|Keywords:||PTEN; C. elegans; starvation; L1 arrest; insulin signalling; DAF-18|
|Full text PDF:||http://qspace.library.queensu.ca/bitstream/1974/12697/3/Chamberlain_Gabriel_S_201512_MSc.pdf|
The insulin signaling antagonist daf-18/PTEN is known to play various roles in the response of C. elegans to starvation. While daf-18’s roles in promoting dauer formation are well understood, the extent of its roles in L1 arrest remains unclear. Recent studies have highlighted the importance of germline expression of daf-18 in coordinating proper L1 arrest.
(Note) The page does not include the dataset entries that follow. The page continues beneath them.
use std::collections::HashMap;
use std::hash::Hash;

use itertools::Itertools;
use tracing::debug;

use crate::error::Result;
use crate::types::{Document, Label, TrainingSet};
use crate::util::multi_thread_process_list;

/// Occurrence counts of features (tokens or token pairs) for one class.
///
/// Lookups of absent keys never insert; they read as 0, or as a caller
/// supplied floor through [`FrequencyTable::count_with_floor`].
#[derive(Debug, Clone, PartialEq, Eq)]
pub struct FrequencyTable<K: Hash + Eq> {
    counts: HashMap<K, u64>,
    total: u64,
}

impl<K: Hash + Eq> FrequencyTable<K> {
    pub fn new() -> FrequencyTable<K> {
        FrequencyTable { counts: HashMap::new(), total: 0 }
    }

    fn add(&mut self, key: K, amount: u64) {
        *self.counts.entry(key).or_insert(0) += amount;
        self.total += amount;
    }

    fn merge(&mut self, other: FrequencyTable<K>) {
        for (key, amount) in other.counts {
            self.add(key, amount);
        }
    }

    pub fn count(&self, key: &K) -> u64 {
        self.counts.get(key).copied().unwrap_or(0)
    }

    pub fn count_with_floor(&self, key: &K, floor: u64) -> u64 {
        self.count(key).max(floor)
    }

    /// Sum of all counts in the table.
    pub fn total(&self) -> u64 {
        self.total
    }

    /// Number of distinct keys.
    pub fn len(&self) -> usize {
        self.counts.len()
    }

    pub fn is_empty(&self) -> bool {
        self.counts.is_empty()
    }

    pub fn iter(&self) -> impl Iterator<Item = (&K, &u64)> {
        self.counts.iter()
    }
}

impl<K: Hash + Eq> Default for FrequencyTable<K> {
    fn default() -> Self {
        Self::new()
    }
}

impl<K: Hash + Eq> FromIterator<K> for FrequencyTable<K> {
    fn from_iter<I: IntoIterator<Item = K>>(iter: I) -> Self {
        let mut table = FrequencyTable::new();
        for (key, amount) in iter.into_iter().counts() {
            table.add(key, amount as u64);
        }
        table
    }
}

#[derive(Debug, Clone, PartialEq, Eq)]
pub struct ClassTables<K: Hash + Eq> {
    pub positive: FrequencyTable<K>,
    pub negative: FrequencyTable<K>,
}

impl<K: Hash + Eq> ClassTables<K> {
    pub fn new() -> ClassTables<K> {
        ClassTables { positive: FrequencyTable::new(), negative: FrequencyTable::new() }
    }

    pub fn table(&self, label: Label) -> &FrequencyTable<K> {
        match label {
            Label::Positive => &self.positive,
            Label::Negative => &self.negative,
        }
    }

    fn merge(&mut self, other: ClassTables<K>) {
        self.positive.merge(other.positive);
        self.negative.merge(other.negative);
    }
}

impl<K: Hash + Eq> Default for ClassTables<K> {
    fn default() -> Self {
        Self::new()
    }
}

/// Counts the features `extract` yields for every training document into the
/// table of that document's label.
///
/// With `num_threads > 1` each worker counts a contiguous chunk of documents
/// into private tables which are summed afterwards.
pub fn build<K, F>(training_set: &TrainingSet, extract: F, num_threads: usize) -> Result<ClassTables<K>>
    where
        K: Hash + Eq + Send,
        F: Fn(&[String]) -> Vec<K> + Sync
{
    let input = training_set.iter().collect_vec();

    let f_thread = |chunk: &[(&Document, Label)]| -> Result<Vec<ClassTables<K>>> {
        let count_class = |label: Label| -> FrequencyTable<K> {
            chunk
                .iter()
                .filter(|(_, l)| *l == label)
                .flat_map(|(document, _)| extract(document.as_slice()))
                .collect()
        };
        Ok(vec![ClassTables {
            positive: count_class(Label::Positive),
            negative: count_class(Label::Negative),
        }])
    };

    let partials = multi_thread_process_list(&input, num_threads, f_thread)?;
    let mut tables = ClassTables::new();
    for partial in partials {
        tables.merge(partial);
    }

    debug!(
        "built tables: {} positive keys ({} total), {} negative keys ({} total)",
        tables.positive.len(),
        tables.positive.total(),
        tables.negative.len(),
        tables.negative.total()
    );
    Ok(tables)
}

#[cfg(test)]
mod tests {
    use super::*;

    fn docs(raw: &[&[&str]]) -> Vec<Document> {
        raw.iter()
            .map(|d| d.iter().map(|s| String::from(*s)).collect())
            .collect()
    }

    fn words(document: &[String]) -> Vec<String> {
        document.to_vec()
    }

    #[test]
    fn test_build_counts_per_label() {
        let documents = docs(&[&["good", "good", "movie"], &["bad", "movie"], &["good"]]);
        let labels = vec![Label::Positive, Label::Negative, Label::Positive];
        let training_set = TrainingSet::new(&documents, &labels).unwrap();

        let tables = build(&training_set, words, 1).unwrap();
        assert_eq!(tables.positive.count(&String::from("good")), 3);
        assert_eq!(tables.positive.count(&String::from("movie")), 1);
        assert_eq!(tables.positive.count(&String::from("bad")), 0);
        assert_eq!(tables.negative.count(&String::from("movie")), 1);
        assert_eq!(tables.positive.total(), 4);
        assert_eq!(tables.negative.total(), 2);
        assert_eq!(tables.table(Label::Negative).len(), 2);
    }

    #[test]
    fn test_count_with_floor() {
        let table: FrequencyTable<String> = ["a", "a", "b"].iter().map(|s| String::from(*s)).collect();
        assert_eq!(table.count_with_floor(&String::from("a"), 1), 2);
        assert_eq!(table.count_with_floor(&String::from("zzz"), 1), 1);
        assert_eq!(table.count_with_floor(&String::from("zzz"), 0), 0);
        // lookups do not insert
        assert_eq!(table.len(), 2);
        assert_eq!(table.total(), 3);
    }

    #[test]
    fn test_threaded_build_matches_single() {
        let documents = docs(&[
            &["a", "b"], &["c"], &["a", "a", "d"], &[], &["b", "e"], &["a"], &["f", "g", "a"],
        ]);
        let labels = vec![
            Label::Positive, Label::Negative, Label::Positive, Label::Negative,
            Label::Negative, Label::Positive, Label::Negative,
        ];
        let training_set = TrainingSet::new(&documents, &labels).unwrap();
        let single = build(&training_set, words, 1).unwrap();
        let multi = build(&training_set, words, 3).unwrap();
        assert_eq!(single, multi);
    }

    #[test]
    fn test_empty_training_set() {
        let documents: Vec<Document> = Vec::new();
        let labels: Vec<Label> = Vec::new();
        let training_set = TrainingSet::new(&documents, &labels).unwrap();
        let tables = build(&training_set, words, 4).unwrap();
        assert!(tables.positive.is_empty());
        assert_eq!(tables.negative.total(), 0);
    }
}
It had been previously hypothesized that germline expressed daf-18 might be sufficient to properly arrest germline proliferation and achieve wildtype levels of L1 arrest longevity. In this study, I show that germline expression alone is neither sufficient in restoring full L1 arrest longevity nor germ cell quiescence. Instead, L1 arrest longevity is dependent on systemic daf-18 expression. I also explore the effects of maternal contributions to offspring on L1 arrest longevity. I show here that maternally rescued daf-18 mutants survive two days longer than controls. I demonstrate that worms that progressed to adulthood through the dauer life stage do not produce offspring that are better suited to survive L1 arrest. Conversely, I observed adult worms that experience crowding produce offspring with mildly increased L1 arrest longevity. Lastly, I explore the post- translational regulation of DAF-18 by demonstrating that the proteasomal subunits pas-3 and pbs-4 are involved in DAF-18 degradation.